* Entries provided:
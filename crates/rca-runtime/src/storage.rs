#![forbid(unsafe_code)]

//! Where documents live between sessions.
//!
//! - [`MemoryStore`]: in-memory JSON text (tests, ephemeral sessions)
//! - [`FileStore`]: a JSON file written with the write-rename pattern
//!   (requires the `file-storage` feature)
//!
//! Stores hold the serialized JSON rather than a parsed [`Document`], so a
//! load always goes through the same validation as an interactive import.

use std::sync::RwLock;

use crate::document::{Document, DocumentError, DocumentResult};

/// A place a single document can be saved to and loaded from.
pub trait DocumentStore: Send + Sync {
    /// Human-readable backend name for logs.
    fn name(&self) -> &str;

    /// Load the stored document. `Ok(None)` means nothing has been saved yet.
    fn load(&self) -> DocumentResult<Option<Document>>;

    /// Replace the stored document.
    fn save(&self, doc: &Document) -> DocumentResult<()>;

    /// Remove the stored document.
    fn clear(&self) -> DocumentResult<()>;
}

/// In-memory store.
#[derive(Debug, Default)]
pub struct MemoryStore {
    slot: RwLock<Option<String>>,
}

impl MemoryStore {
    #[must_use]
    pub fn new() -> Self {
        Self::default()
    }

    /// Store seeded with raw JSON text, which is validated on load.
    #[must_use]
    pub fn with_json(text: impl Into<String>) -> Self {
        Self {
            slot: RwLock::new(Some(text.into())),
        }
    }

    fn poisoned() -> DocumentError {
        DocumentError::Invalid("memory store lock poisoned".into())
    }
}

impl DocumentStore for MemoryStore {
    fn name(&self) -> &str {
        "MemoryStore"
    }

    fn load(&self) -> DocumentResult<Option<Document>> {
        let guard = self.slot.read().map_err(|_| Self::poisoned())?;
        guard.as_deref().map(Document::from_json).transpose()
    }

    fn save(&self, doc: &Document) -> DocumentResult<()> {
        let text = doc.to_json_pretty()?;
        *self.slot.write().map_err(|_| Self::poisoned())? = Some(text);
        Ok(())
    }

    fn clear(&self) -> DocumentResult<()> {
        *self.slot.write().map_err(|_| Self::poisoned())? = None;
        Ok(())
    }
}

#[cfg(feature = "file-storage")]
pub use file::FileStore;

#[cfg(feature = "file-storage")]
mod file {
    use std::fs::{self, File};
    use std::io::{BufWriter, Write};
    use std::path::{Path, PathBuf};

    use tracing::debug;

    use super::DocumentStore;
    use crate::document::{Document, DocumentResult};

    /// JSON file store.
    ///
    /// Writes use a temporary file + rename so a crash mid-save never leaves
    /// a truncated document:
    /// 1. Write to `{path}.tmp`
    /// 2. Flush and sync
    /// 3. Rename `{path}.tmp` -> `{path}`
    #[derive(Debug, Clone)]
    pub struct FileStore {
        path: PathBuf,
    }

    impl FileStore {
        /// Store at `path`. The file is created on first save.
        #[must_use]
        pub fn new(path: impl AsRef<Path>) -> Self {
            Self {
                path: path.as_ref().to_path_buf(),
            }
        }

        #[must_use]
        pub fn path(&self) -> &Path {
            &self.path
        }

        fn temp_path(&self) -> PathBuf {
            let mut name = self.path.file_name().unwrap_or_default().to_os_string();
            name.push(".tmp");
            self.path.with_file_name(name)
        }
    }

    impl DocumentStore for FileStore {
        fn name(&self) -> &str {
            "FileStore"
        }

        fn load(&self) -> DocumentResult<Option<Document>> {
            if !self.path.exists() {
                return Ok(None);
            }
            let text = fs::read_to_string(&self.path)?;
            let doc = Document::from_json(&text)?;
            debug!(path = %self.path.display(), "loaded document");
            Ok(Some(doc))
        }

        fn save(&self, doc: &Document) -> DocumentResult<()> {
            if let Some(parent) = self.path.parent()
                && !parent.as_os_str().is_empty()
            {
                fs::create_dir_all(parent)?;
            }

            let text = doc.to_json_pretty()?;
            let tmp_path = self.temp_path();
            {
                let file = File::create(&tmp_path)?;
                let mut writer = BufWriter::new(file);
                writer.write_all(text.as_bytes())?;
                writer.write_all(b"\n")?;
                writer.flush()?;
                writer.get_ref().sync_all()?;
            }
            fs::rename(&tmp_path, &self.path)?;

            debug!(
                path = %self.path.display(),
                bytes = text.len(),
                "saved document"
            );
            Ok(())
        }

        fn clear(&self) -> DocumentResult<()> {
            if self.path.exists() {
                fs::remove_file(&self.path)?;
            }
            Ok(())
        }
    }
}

==

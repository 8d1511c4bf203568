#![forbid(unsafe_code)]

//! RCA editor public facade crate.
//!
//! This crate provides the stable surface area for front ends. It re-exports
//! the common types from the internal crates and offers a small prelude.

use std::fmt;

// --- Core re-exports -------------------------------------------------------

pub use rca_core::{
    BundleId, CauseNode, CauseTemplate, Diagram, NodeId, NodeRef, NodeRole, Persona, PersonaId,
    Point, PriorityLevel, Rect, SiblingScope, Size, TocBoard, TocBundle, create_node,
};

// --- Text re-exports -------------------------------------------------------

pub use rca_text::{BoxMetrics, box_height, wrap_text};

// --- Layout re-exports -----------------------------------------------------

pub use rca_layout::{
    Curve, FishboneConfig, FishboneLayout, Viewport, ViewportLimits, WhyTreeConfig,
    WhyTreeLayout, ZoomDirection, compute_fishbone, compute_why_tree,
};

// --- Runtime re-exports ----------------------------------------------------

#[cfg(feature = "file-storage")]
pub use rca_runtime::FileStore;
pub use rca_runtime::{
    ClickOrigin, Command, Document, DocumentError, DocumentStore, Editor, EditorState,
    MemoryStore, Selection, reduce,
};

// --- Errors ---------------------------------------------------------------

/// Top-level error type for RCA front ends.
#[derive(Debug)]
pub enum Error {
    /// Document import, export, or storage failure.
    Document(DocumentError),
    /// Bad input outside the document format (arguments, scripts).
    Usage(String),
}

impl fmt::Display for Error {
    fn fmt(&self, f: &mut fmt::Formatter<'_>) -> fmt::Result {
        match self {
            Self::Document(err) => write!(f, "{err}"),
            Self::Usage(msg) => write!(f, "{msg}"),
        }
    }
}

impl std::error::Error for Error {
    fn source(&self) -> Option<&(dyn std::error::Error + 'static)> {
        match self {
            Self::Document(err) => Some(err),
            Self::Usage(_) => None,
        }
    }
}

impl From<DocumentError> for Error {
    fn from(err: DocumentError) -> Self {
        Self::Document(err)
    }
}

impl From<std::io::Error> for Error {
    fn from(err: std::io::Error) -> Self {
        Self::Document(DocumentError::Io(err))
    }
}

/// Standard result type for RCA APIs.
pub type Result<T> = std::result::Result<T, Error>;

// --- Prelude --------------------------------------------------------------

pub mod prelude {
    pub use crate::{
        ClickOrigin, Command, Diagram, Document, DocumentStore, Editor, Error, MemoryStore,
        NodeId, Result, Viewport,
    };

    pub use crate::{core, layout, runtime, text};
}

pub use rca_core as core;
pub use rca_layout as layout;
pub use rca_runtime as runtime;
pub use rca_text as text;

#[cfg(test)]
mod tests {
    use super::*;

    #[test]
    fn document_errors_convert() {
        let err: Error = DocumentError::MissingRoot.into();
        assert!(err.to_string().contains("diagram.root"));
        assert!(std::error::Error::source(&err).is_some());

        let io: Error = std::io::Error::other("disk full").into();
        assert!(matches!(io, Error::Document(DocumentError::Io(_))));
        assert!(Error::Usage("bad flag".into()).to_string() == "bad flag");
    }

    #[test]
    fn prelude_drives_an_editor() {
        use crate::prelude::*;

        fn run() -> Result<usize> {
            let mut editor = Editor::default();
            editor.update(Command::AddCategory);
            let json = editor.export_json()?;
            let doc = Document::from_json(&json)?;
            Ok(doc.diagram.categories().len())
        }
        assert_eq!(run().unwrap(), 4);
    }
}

* What this task involves: Write out exactly the lines above between the line with "filename crates/rca-runtime/src/storage.rs" and the line with "Stores hold the", inclusive, and nothing beyond them.

* Result of this task:
filename crates/rca-runtime/src/storage.rs
#![forbid(unsafe_code)]

//! Where documents live between sessions.
//!
//! - [`MemoryStore`]: in-memory JSON text (tests, ephemeral sessions)
//! - [`FileStore`]: a JSON file written with the write-rename pattern
//!   (requires the `file-storage` feature)
//!
//! Stores hold the serialized JSON rather than a parsed [`Document`], so a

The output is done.